As far as I can tell it's Swift structures not being released when it is expected in code. If you switch Data out for a UnsafeMutableRawBufferPointer with a deferred deallocation you see no memory growth.

Again what happens is because we have an endless loop it's like until the loop "breaks" for the next request the memory used in the previous request isn't deallocated. It's not permanently lost but it does mean if we get a burst of high-load traffic we get a crashed process due to this "phantom" memory being in play.

The only thing Valgrind reports on is a lot of 8 byte unsafe access around swift_retain and swift_release calls.

I can't seem to find any way to "fool" the compiler into properly release the Data object back to the OS and unfortunately I don't think it's strictly related to Data internals as in our production app we see this growth happening after our JSON parsing which results in a large amount of enum/dictionary/array objects being allocated.

Is there anything else I can do to try and inspect where the Swift compiler is putting in retain/release calls?

lukasa · October 23, 2020, 8:36am

Sure, you can disassemble the binary, or you can hook the function calls.

What do you mean by "a deferred deallocation"? Are you slicing Data objects and storing them anywhere?

robertjpayne · October 23, 2020, 8:40am

I'm not the greatest with a disassembler but I'll give it a code.

This code shows the memory growth that isn't released back until next iteration of the while loop:

while true {
   var request = socket_read_request() // blocking IO
   var body: Data! = try!
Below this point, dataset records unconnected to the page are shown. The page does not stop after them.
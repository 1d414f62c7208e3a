// Copyright 2026 Phillip Cloud
// Licensed under the Apache License, Version 2.0

//! Horizontal windowing. Offsets count columns, not character cells, so one
//! key press always moves exactly one column regardless of its width.

use tabula_app::ViewState;
use tracing::debug;

#[derive(Debug, Clone, Copy, PartialEq, Eq, Default)]
pub struct ViewportRange {
    pub start: usize,
    /// Exclusive.
    pub end: usize,
    pub has_left: bool,
    pub has_right: bool,
}

impl ViewportRange {
    pub const fn len(&self) -> usize {
        self.end.saturating_sub(self.start)
    }

    pub const fn is_empty(&self) -> bool {
        self.end <= self.start
    }

    pub const fn contains(&self, index: usize) -> bool {
        index >= self.start && index < self.end
    }

    /// Columns cut off to the right, given the total column count.
    pub const fn hidden_right(&self, count: usize) -> usize {
        count.saturating_sub(self.end)
    }
}

/// One past the last column that fits when the window starts at `start`.
/// The start column is always included, even when it alone overflows.
fn window_end(widths: &[usize], separator: usize, available: usize, start: usize) -> usize {
    let mut used = 0;
    let mut end = start;
    while end < widths.len() {
        let need = if end > start {
            widths[end] + separator
        } else {
            widths[end]
        };
        if end > start && used + need > available {
            break;
        }
        used += need;
        end += 1;
    }
    end
}

pub fn viewport_range(
    widths: &[usize],
    separator: usize,
    available: usize,
    scroll_offset: usize,
    cursor: usize,
) -> ViewportRange {
    let count = widths.len();
    if count == 0 {
        return ViewportRange::default();
    }
    if available == 0 {
        let start = scroll_offset.min(count);
        return ViewportRange {
            start,
            end: start,
            has_left: start > 0,
            has_right: start < count,
        };
    }

    let cursor = cursor.min(count - 1);
    let mut start = scroll_offset.min(count - 1).min(cursor);
    let mut end = window_end(widths, separator, available, start);
    while cursor >= end {
        start += 1;
        end = window_end(widths, separator, available, start);
    }

    ViewportRange {
        start,
        end,
        has_left: start > 0,
        has_right: end < count,
    }
}

/// Pulls the persisted offset back so the cursor column can land inside a
/// valid window. Pushing the window right is left to [`viewport_range`],
/// which knows the widths.
pub fn ensure_cursor_visible(state: &mut ViewState, cursor: usize, column_count: usize) {
    if column_count == 0 {
        state.scroll_offset = 0;
        return;
    }
    let cursor = cursor.min(column_count - 1);
    state.scroll_offset = state.scroll_offset.min(cursor);
}

/// Clamps the offset, computes the window and persists its new start.
pub fn scroll_into_view(
    state: &mut ViewState,
    widths: &[usize],
    separator: usize,
    available: usize,
    cursor: usize,
) -> ViewportRange {
    ensure_cursor_visible(state, cursor, widths.len());
    let range = viewport_range(widths, separator, available, state.scroll_offset, cursor);
    if !range.is_empty() && range.start != state.scroll_offset {
        debug!(
            from = state.scroll_offset,
            to = range.start,
            cursor,
            "scroll offset adjusted"
        );
        state.scroll_offset = range.start;
    }
    range
}
// Copyright 2026 Phillip Cloud
// Licensed under the Apache License, Version 2.0

use std::cmp::Ordering;

use tabula_app::{Cell, ColumnKind, RowMeta, SortDirection, SortEntry, TableSnapshot, ViewState};
use time::Date;
use time::macros::format_description;
use tracing::debug;

/// Cycles `column` through ascending, descending and removed. A column not
/// yet in the stack is appended at the lowest priority. Returns the
/// column's direction afterwards.
pub fn toggle_sort(state: &mut ViewState, column: usize) -> Option<SortDirection> {
    match state.sorts.iter().position(|sort| sort.column == column) {
        Some(index) => match state.sorts[index].direction {
            SortDirection::Asc => {
                state.sorts[index].direction = SortDirection::Desc;
                Some(SortDirection::Desc)
            }
            SortDirection::Desc => {
                state.sorts.remove(index);
                None
            }
        },
        None => {
            state.sorts.push(SortEntry::asc(column));
            Some(SortDirection::Asc)
        }
    }
}

pub fn clear_sort(state: &mut ViewState) {
    state.sorts.clear();
}

/// Reorders rows (and their metadata) by `sorts`, then by ascending row
/// identifier. The sort is stable.
pub fn apply_sort(snapshot: &mut TableSnapshot, sorts: &[SortEntry]) {
    if snapshot.rows.len() < 2 {
        return;
    }
    let keys = sort_keys(sorts, snapshot.column_count());
    let with_meta = snapshot.meta.len() == snapshot.rows.len();

    let mut order = (0..snapshot.rows.len()).collect::<Vec<_>>();
    order.sort_by(|left, right| {
        compare_rows(&snapshot.rows[*left], &snapshot.rows[*right], &keys).then_with(|| {
            if with_meta {
                compare_ids(&snapshot.meta[*left], &snapshot.meta[*right])
            } else {
                Ordering::Equal
            }
        })
    });
    debug!(
        table = %snapshot.title,
        rows = order.len(),
        keys = keys.len(),
        "rows sorted"
    );

    snapshot.rows = permute(std::mem::take(&mut snapshot.rows), &order);
    if with_meta {
        snapshot.meta = permute(std::mem::take(&mut snapshot.meta), &order);
    }
}

fn sort_keys(sorts: &[SortEntry], column_count: usize) -> Vec<SortEntry> {
    sorts
        .iter()
        .filter(|sort| sort.column < column_count)
        .copied()
        .collect()
}

fn compare_ids(left: &RowMeta, right: &RowMeta) -> Ordering {
    left.id.cmp(&right.id)
}

fn permute<T>(items: Vec<T>, order: &[usize]) -> Vec<T> {
    let mut slots = items.into_iter().map(Some).collect::<Vec<_>>();
    order
        .iter()
        .filter_map(|index| slots.get_mut(*index).and_then(Option::take))
        .collect()
}

fn compare_rows(left: &[Cell], right: &[Cell], keys: &[SortEntry]) -> Ordering {
    for key in keys {
        let left_value = left.get(key.column).filter(|cell| !cell.is_null());
        let right_value = right.get(key.column).filter(|cell| !cell.is_null());
        let order = match (left_value, right_value) {
            (None, None) => continue,
            (None, Some(_)) => return Ordering::Greater,
            (Some(_), None) => return Ordering::Less,
            (Some(left), Some(right)) => match key.direction {
                SortDirection::Asc => compare_cells(left, right),
                SortDirection::Desc => compare_cells(left, right).reverse(),
            },
        };
        if order != Ordering::Equal {
            return order;
        }
    }
    Ordering::Equal
}

/// Type-aware comparison of two non-null cells. Values that fail to parse
/// as their kind compare as case-insensitive text.
pub fn compare_cells(left: &Cell, right: &Cell) -> Ordering {
    let (left_text, right_text) = (left.display(), right.display());
    if left.kind != right.kind {
        return compare_text(left_text, right_text);
    }
    let typed = match left.kind {
        ColumnKind::Money => {
            both(parse_cents(left_text), parse_cents(right_text)).map(|(l, r)| l.cmp(&r))
        }
        ColumnKind::Date => {
            both(parse_date(left_text), parse_date(right_text)).map(|(l, r)| l.cmp(&r))
        }
        ColumnKind::Numeric | ColumnKind::Reference | ColumnKind::Drilldown => {
            both(parse_number(left_text), parse_number(right_text)).map(|(l, r)| l.total_cmp(&r))
        }
        ColumnKind::Text | ColumnKind::Notes => None,
    };
    typed.unwrap_or_else(|| compare_text(left_text, right_text))
}

fn both<T>(left: Option<T>, right: Option<T>) -> Option<(T, T)> {
    left.zip(right)
}

fn compare_text(left: &str, right: &str) -> Ordering {
    left.to_lowercase().cmp(&right.to_lowercase())
}

fn parse_date(value: &str) -> Option<Date> {
    Date::parse(value.trim(), &format_description!("[year]-[month]-[day]")).ok()
}

fn parse_number(value: &str) -> Option<f64> {
    let clean = value
        .trim()
        .trim_start_matches('#')
        .chars()
        .filter(|ch| !matches!(ch, ',' | '_'))
        .collect::<String>();
    if clean.is_empty() {
        return None;
    }
    clean.parse::<f64>().ok().filter(|number| !number.is_nan())
}

/// Parses display money such as `$1,234.50`, `-$3.00`, `($3.00)` or the
/// compact `$1.2k` / `$3M` / `$1B` forms into cents.
fn parse_cents(value: &str) -> Option<i64> {
    let mut text = value.trim();
    let mut negative = false;
    if let Some(inner) = text.strip_prefix('(').and_then(|rest| rest.strip_suffix(')')) {
        negative = true;
        text = inner.trim();
    }
    if let Some(rest) = text.strip_prefix('-') {
        negative = !negative;
        text = rest.trim_start();
    }
    let text = text.strip_prefix('$').unwrap_or(text).replace(',', "");

    let (digits, scale) = match text.char_indices().last() {
        Some((index, 'k' | 'K')) => (&text[..index], 1_000_i128),
        Some((index, 'M')) => (&text[..index], 1_000_000),
        Some((index, 'B')) => (&text[..index], 1_000_000_000),
        _ => (text.as_str(), 1),
    };
    let (whole, fraction) = digits.split_once('.').unwrap_or((digits, ""));
    if whole.is_empty() && fraction.is_empty() {
        return None;
    }
    if !whole.bytes().chain(fraction.bytes()).all(|byte| byte.is_ascii_digit()) {
        return None;
    }

    let whole = if whole.is_empty() {
        0
    } else {
        whole.parse::<i128>().ok()?
    };
    let fraction_cents = if fraction.is_empty() {
        0
    } else {
        let denominator = 10_i128.checked_pow(u32::try_from(fraction.len()).ok()?)?;
        fraction.parse::<i128>().ok()?.checked_mul(scale * 100)? / denominator
    };
    let cents = whole.checked_mul(scale * 100)?.checked_add(fraction_cents)?;
    let cents = i64::try_from(cents).ok()?;
    Some(if negative { -cents } else { cents })
}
Data(contentsOf: URL(<10 mb file>))
   socket_write_data(body) // blocking IO
   body = nil
}

At the point the loop is waiting for socket IO for the next request you'd expect the body from the previous request to be deallocated but that is not the case.

However if you use a raw pointer with deferred deallocation:

while true {
   var request = socket_read_request() // blocking IO
   let body = UnsafeMutableRawBufferPointer.allocate(capacity: 10*1024*1024, alignment: MemoryLayout<UInt8>.alignment)
  defer { body.deallocate() }
   socket_write_data(body) // blocking IO
}

The memory is freed immediately before the process idles waiting for the next request.

lukasa · October 23, 2020, 8:42am

Can you try allocating a large repeated empty data, something like Data(repeating: 0, count: 10 * 1024 * 1024)? Data(contentsOf:) is a huge, complex method that does an enormous number of allocations, and it's quite unlike allocating and freeing a pointer.

robertjpayne · October 23, 2020, 8:47am

Same issue using Data(repeating: 0, count: 10*1024*1024)

lukasa · October 23, 2020, 8:49am

That's very surprising. I'd be very curious if socket_write_data is storing a slice of the Data anywhere.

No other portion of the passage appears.